▸ Requirement:
Locate every line below that contains the word "const" and copy it.

(Collected data entries)
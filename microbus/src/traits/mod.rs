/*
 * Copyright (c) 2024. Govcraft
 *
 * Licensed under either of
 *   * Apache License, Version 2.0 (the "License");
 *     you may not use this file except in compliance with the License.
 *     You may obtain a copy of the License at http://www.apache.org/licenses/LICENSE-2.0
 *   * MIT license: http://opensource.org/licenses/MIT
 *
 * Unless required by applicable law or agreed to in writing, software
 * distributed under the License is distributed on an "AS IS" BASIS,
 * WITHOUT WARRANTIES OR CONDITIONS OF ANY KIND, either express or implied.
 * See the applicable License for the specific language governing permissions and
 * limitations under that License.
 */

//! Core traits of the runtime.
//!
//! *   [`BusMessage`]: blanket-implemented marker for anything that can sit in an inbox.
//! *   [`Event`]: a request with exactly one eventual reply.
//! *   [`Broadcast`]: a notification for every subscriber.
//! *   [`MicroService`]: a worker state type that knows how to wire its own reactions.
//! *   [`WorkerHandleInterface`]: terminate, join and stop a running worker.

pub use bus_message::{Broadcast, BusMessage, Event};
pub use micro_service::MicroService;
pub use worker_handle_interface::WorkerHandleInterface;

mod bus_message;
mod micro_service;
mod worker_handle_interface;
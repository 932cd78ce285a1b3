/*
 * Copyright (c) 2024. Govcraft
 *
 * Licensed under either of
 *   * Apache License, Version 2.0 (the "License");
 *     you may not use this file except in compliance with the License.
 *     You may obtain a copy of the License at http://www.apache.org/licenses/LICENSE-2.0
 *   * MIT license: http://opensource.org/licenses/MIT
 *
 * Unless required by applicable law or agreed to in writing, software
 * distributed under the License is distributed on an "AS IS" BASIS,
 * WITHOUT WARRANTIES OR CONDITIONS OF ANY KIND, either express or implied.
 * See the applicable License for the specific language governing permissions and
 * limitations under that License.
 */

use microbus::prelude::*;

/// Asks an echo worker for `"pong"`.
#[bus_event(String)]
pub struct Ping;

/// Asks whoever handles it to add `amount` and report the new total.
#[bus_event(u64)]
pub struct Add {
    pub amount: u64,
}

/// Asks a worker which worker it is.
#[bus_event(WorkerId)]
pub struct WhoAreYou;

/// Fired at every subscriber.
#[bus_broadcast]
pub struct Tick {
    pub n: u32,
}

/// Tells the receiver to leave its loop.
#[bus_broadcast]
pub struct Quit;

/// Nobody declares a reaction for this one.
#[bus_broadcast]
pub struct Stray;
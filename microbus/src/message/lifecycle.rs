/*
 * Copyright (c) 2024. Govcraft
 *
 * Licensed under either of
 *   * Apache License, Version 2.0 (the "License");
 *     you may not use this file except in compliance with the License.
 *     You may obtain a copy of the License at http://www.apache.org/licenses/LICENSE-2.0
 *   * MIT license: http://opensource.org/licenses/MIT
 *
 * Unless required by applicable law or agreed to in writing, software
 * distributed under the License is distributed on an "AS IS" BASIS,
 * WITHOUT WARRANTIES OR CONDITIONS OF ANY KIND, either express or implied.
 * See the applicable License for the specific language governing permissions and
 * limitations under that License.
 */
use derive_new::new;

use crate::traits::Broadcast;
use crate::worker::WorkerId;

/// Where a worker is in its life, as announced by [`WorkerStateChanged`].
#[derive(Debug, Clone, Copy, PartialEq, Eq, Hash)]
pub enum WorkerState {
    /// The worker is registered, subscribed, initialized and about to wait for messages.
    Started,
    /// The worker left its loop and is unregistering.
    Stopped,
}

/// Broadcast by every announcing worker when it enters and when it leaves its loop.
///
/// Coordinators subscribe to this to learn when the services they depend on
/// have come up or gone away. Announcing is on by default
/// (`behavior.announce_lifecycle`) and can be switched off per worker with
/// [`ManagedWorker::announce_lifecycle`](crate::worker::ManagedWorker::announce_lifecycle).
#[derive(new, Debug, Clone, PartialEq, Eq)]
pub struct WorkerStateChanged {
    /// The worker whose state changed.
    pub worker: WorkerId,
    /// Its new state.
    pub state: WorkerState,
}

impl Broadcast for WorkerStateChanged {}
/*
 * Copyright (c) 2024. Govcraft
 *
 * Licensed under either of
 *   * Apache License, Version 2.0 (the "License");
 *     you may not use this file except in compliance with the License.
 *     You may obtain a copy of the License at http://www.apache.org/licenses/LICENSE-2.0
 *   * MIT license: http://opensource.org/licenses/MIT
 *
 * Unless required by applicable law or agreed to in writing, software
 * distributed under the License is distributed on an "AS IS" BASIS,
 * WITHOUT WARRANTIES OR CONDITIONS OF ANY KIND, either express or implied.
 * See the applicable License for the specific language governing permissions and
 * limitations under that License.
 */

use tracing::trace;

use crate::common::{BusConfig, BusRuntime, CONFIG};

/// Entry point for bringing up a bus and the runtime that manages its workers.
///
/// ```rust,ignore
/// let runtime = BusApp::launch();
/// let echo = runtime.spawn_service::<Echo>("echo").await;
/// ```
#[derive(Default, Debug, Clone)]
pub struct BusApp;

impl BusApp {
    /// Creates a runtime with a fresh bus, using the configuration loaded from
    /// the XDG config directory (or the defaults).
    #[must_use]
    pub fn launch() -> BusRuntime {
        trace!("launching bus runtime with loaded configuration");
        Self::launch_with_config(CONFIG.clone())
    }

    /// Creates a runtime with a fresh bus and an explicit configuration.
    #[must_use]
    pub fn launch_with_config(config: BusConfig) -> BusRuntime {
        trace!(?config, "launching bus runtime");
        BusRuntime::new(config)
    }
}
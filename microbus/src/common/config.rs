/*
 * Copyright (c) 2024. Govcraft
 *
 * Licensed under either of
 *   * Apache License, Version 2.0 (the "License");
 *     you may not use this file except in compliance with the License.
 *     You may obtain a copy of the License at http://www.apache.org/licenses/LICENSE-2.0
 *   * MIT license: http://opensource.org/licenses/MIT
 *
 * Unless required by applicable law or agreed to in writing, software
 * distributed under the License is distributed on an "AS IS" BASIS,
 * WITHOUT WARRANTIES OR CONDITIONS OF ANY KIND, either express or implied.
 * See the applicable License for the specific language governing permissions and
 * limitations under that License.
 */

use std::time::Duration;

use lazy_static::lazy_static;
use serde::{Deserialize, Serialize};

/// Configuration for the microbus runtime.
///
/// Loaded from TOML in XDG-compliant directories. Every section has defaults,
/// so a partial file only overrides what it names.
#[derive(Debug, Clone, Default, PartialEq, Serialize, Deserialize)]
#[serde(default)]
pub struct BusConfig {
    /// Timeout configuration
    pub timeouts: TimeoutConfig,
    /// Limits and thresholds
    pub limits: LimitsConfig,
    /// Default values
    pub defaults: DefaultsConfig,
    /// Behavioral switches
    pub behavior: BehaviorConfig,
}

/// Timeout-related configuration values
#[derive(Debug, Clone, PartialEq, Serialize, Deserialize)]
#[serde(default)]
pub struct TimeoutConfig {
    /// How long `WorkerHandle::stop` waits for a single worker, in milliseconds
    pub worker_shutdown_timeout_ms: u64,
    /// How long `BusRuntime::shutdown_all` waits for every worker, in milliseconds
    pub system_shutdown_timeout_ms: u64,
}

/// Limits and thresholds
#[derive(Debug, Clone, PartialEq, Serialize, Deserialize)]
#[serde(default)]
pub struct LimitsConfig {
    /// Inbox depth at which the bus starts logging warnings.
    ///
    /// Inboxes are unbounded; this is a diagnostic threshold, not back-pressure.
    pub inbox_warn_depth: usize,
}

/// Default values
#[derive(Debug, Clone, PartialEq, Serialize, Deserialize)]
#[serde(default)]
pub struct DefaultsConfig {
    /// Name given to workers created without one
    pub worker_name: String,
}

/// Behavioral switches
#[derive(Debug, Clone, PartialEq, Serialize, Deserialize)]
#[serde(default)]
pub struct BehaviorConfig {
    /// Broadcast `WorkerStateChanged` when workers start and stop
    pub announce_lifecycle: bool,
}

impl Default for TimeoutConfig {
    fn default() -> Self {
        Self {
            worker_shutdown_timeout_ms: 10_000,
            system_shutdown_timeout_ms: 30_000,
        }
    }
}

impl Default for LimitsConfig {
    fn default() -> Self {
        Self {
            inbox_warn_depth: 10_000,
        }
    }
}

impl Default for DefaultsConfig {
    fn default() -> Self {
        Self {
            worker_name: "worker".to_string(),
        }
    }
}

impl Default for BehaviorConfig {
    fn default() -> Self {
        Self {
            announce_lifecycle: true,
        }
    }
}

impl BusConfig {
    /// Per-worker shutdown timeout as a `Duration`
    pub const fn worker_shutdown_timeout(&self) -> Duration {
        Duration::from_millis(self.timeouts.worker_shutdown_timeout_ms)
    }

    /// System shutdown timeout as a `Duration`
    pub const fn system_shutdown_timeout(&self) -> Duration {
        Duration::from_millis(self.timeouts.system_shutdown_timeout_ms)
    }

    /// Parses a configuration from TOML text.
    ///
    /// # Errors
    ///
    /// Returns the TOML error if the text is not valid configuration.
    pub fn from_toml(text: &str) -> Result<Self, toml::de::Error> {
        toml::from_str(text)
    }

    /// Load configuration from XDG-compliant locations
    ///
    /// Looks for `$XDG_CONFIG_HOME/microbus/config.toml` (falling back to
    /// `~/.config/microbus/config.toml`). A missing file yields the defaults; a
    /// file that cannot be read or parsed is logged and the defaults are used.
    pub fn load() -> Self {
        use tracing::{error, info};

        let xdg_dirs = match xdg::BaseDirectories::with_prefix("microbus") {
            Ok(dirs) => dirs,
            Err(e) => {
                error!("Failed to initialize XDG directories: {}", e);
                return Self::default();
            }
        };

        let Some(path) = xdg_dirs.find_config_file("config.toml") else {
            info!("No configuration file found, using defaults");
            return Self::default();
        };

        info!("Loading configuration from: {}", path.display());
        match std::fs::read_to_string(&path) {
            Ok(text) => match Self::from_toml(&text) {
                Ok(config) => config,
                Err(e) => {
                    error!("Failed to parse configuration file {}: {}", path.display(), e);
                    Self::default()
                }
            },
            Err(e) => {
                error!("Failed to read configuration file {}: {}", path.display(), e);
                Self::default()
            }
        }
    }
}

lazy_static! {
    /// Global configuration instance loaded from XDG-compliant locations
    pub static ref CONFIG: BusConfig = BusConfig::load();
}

▸ Output:
    pub const fn worker_shutdown_timeout(&self) -> Duration {
    pub const fn system_shutdown_timeout(&self) -> Duration {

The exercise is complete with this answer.